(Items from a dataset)
^^^^^^^^^^^^^^^^
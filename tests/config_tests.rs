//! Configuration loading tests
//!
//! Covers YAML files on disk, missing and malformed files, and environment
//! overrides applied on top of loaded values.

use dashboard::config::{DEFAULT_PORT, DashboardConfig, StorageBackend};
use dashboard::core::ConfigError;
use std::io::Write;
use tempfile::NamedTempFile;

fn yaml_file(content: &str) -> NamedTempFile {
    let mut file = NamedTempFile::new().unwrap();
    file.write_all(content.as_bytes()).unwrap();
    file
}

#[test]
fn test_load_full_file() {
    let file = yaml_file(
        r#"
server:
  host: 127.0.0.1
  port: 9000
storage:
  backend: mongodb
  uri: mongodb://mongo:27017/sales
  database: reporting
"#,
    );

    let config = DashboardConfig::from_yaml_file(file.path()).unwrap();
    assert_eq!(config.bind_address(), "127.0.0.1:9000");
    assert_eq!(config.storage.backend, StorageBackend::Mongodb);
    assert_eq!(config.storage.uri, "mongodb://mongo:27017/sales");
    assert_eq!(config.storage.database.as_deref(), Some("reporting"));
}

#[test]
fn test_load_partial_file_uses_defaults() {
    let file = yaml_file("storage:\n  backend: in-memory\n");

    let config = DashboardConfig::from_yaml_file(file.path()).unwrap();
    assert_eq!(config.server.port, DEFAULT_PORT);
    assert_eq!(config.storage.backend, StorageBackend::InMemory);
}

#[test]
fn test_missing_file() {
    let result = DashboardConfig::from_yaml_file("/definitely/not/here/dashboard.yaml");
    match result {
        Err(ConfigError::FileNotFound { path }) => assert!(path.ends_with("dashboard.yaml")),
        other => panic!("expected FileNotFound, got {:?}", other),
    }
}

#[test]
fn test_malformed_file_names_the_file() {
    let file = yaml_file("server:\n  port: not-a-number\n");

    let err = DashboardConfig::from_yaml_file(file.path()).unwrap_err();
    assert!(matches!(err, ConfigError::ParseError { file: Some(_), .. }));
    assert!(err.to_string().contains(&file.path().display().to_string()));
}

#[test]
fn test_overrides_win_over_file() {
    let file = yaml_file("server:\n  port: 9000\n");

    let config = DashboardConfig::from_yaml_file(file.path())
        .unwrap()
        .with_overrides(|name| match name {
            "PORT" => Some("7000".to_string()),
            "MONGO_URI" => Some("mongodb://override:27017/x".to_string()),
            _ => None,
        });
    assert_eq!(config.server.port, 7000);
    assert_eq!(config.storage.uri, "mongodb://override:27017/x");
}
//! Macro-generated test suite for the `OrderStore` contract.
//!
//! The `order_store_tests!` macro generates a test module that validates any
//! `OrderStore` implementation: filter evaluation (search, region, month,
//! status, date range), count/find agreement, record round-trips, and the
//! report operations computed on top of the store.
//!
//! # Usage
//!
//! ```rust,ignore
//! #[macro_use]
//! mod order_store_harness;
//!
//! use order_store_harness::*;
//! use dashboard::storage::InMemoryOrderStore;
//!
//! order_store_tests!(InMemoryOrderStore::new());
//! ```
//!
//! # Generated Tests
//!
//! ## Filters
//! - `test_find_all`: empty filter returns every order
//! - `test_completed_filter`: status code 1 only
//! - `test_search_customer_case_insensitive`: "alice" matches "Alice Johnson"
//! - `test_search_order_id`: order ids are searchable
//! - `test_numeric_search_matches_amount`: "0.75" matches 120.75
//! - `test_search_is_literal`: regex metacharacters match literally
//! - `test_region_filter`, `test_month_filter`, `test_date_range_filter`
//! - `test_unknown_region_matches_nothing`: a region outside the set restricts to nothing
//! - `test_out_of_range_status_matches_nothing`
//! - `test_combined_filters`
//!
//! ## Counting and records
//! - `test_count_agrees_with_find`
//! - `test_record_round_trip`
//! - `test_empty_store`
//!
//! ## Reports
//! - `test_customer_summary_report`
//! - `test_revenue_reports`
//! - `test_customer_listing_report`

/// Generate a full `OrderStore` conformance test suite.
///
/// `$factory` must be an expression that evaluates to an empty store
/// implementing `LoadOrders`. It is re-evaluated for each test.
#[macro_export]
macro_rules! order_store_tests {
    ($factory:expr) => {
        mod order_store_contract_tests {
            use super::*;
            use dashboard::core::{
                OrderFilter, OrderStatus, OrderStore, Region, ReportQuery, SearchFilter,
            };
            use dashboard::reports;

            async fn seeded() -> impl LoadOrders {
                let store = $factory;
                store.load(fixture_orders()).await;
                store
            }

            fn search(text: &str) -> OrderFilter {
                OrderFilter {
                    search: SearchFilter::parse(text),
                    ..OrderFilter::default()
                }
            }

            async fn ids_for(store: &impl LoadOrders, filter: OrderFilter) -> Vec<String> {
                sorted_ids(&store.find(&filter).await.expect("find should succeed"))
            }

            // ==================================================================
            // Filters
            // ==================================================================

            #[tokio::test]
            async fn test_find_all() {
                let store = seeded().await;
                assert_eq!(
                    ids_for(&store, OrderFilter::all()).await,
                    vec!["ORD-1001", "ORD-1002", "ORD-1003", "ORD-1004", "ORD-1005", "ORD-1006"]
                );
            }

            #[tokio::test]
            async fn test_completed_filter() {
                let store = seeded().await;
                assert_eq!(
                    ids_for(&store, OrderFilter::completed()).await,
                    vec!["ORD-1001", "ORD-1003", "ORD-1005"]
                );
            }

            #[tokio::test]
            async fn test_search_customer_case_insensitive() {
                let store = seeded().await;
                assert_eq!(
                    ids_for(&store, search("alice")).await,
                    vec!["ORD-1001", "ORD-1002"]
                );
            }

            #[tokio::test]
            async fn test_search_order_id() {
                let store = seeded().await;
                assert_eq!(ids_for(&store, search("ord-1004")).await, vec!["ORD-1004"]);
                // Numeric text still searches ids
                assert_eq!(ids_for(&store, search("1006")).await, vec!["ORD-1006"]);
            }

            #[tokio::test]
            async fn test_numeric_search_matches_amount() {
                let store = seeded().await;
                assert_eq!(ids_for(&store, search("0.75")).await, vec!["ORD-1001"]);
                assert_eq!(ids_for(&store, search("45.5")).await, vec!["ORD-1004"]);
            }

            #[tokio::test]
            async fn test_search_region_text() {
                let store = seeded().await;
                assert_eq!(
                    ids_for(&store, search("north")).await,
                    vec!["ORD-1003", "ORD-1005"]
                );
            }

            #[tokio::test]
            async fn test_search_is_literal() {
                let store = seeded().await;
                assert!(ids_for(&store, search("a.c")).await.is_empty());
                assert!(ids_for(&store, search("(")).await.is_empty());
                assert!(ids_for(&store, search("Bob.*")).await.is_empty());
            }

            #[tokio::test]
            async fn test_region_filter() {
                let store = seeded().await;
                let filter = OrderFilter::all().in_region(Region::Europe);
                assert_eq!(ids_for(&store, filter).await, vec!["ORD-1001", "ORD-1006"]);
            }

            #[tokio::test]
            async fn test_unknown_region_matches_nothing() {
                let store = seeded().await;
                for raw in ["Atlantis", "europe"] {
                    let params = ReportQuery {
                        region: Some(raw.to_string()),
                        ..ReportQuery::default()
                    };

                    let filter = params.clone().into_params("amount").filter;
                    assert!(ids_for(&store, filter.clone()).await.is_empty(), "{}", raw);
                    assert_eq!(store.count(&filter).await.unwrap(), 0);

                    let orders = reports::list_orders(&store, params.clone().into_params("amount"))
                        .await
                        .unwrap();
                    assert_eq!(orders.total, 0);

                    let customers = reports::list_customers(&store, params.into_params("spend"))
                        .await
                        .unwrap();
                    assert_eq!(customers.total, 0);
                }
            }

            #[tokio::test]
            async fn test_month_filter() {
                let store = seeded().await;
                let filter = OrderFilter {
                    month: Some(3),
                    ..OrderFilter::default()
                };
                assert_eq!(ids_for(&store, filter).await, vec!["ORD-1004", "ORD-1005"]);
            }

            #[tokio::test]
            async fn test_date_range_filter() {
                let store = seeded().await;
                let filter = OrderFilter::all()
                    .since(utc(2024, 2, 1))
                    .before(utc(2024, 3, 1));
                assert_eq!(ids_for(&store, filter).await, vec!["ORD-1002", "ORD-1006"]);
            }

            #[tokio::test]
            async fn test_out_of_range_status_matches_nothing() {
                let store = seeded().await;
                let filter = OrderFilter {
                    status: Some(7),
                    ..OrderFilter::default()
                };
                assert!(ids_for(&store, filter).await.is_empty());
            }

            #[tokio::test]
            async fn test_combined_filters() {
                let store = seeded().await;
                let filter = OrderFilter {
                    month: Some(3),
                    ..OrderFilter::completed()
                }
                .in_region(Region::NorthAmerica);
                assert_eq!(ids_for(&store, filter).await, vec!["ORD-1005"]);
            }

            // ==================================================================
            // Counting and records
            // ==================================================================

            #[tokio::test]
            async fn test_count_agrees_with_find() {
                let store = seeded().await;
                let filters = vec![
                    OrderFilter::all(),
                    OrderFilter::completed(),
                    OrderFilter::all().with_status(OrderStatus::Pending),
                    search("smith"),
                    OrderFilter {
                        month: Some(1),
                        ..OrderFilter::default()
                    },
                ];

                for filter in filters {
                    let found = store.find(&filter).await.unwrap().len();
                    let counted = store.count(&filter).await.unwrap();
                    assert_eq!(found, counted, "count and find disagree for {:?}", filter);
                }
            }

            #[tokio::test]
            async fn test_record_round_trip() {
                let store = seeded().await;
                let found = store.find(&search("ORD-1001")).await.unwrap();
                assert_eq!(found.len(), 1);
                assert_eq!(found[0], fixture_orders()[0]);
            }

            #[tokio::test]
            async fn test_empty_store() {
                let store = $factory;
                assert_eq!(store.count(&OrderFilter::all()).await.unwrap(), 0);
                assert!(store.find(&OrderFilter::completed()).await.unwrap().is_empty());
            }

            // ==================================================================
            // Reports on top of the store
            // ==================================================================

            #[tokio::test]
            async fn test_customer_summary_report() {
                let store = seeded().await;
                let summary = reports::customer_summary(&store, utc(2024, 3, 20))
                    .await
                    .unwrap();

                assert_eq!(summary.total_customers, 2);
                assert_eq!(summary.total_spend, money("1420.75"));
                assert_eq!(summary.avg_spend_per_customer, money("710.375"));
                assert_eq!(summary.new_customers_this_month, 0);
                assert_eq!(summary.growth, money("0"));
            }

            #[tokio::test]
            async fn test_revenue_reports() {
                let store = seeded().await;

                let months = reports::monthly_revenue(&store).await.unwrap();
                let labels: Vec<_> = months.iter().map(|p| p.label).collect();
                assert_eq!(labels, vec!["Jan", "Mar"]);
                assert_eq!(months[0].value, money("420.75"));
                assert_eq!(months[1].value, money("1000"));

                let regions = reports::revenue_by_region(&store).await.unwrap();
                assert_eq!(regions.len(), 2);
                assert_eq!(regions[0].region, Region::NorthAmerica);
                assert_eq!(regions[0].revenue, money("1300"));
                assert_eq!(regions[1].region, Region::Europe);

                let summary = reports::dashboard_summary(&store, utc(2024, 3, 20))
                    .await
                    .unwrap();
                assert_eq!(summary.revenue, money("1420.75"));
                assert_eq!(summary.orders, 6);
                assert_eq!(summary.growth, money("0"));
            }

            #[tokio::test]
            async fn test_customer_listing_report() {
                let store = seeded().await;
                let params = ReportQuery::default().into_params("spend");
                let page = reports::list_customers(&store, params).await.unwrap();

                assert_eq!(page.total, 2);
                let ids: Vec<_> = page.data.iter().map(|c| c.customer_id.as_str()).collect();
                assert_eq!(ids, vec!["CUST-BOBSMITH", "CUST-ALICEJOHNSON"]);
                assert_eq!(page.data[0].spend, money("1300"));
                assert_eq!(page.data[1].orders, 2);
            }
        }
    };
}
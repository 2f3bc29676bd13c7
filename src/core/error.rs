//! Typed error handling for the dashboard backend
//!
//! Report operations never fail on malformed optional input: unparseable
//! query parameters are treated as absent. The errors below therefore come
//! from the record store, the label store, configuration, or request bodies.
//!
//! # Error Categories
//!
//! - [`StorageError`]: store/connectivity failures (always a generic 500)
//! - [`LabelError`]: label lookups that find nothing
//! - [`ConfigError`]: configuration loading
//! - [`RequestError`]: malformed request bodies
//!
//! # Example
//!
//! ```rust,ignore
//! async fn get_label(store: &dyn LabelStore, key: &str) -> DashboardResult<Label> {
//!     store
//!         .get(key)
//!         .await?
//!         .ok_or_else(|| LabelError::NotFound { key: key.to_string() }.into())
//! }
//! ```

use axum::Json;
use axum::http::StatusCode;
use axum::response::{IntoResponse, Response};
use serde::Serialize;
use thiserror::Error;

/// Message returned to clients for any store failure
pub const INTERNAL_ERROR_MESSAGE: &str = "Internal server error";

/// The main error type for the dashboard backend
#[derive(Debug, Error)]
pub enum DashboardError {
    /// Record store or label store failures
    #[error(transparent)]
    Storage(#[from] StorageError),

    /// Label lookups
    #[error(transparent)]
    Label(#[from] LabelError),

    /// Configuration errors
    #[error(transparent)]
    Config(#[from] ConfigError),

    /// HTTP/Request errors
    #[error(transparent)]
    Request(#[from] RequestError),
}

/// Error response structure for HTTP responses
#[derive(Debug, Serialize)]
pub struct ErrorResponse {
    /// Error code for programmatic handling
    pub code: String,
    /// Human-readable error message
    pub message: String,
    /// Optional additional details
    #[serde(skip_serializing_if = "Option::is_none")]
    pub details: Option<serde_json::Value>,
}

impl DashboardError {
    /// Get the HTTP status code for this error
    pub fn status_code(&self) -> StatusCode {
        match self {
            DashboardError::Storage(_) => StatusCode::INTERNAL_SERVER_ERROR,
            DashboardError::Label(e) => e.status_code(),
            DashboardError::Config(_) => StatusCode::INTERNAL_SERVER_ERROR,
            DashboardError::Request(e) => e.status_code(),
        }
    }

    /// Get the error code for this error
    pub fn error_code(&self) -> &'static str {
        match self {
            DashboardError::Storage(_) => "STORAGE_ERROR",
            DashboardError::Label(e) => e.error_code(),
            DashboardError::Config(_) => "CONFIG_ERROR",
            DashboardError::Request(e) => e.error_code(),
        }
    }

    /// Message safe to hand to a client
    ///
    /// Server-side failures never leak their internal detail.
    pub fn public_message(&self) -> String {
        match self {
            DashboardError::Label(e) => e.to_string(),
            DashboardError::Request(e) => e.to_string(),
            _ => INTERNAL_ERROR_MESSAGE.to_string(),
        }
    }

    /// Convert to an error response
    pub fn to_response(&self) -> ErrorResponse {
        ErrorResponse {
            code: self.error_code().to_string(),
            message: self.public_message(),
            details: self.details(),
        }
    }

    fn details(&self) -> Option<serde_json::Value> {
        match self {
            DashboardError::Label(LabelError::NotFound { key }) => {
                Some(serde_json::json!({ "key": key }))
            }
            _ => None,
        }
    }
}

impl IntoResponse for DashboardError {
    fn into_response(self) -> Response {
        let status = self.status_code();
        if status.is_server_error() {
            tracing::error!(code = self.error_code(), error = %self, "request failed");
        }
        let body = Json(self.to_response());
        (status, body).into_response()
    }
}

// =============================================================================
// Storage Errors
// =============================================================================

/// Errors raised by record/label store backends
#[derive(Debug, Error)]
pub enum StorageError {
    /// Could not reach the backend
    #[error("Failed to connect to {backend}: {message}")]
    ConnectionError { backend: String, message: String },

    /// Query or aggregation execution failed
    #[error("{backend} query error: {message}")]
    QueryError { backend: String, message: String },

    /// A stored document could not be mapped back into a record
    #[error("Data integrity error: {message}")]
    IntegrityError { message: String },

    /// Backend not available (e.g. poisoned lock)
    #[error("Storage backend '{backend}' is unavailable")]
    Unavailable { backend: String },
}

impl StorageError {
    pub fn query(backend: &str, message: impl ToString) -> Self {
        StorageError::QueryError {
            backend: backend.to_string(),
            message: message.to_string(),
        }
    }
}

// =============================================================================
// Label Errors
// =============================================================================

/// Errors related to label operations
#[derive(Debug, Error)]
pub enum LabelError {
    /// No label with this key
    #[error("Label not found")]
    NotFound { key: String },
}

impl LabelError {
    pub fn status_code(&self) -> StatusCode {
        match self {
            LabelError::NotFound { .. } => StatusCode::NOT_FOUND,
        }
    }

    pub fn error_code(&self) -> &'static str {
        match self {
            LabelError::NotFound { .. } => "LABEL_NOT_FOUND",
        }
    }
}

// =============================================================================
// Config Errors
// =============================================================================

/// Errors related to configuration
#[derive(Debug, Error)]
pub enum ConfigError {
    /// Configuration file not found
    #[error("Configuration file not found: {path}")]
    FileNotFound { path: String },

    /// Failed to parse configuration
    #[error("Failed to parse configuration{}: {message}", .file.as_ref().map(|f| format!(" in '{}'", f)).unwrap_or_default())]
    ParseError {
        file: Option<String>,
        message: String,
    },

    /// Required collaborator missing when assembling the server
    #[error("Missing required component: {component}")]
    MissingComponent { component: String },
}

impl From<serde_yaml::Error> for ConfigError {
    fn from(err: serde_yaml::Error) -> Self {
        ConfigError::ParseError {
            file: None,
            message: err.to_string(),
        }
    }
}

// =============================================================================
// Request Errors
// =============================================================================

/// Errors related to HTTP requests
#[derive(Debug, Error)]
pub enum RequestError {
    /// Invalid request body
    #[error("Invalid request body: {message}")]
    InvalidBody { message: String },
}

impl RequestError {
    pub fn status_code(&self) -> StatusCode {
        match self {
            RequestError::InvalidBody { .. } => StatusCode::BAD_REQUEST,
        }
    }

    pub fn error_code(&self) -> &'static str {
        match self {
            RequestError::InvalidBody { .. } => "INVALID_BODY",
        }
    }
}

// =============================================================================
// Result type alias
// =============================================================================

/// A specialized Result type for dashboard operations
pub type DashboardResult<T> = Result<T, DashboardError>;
^^^^^^^^^^^^^^^^
Please make an exact copy of the lines above from the line with "(status, body).into_response()" through the line with "pub enum StorageError", both ends included.

- Task output:
        (status, body).into_response()
    }
}

// =============================================================================
// Storage Errors
// =============================================================================

/// Errors raised by record/label store backends
#[derive(Debug, Error)]
pub enum StorageError {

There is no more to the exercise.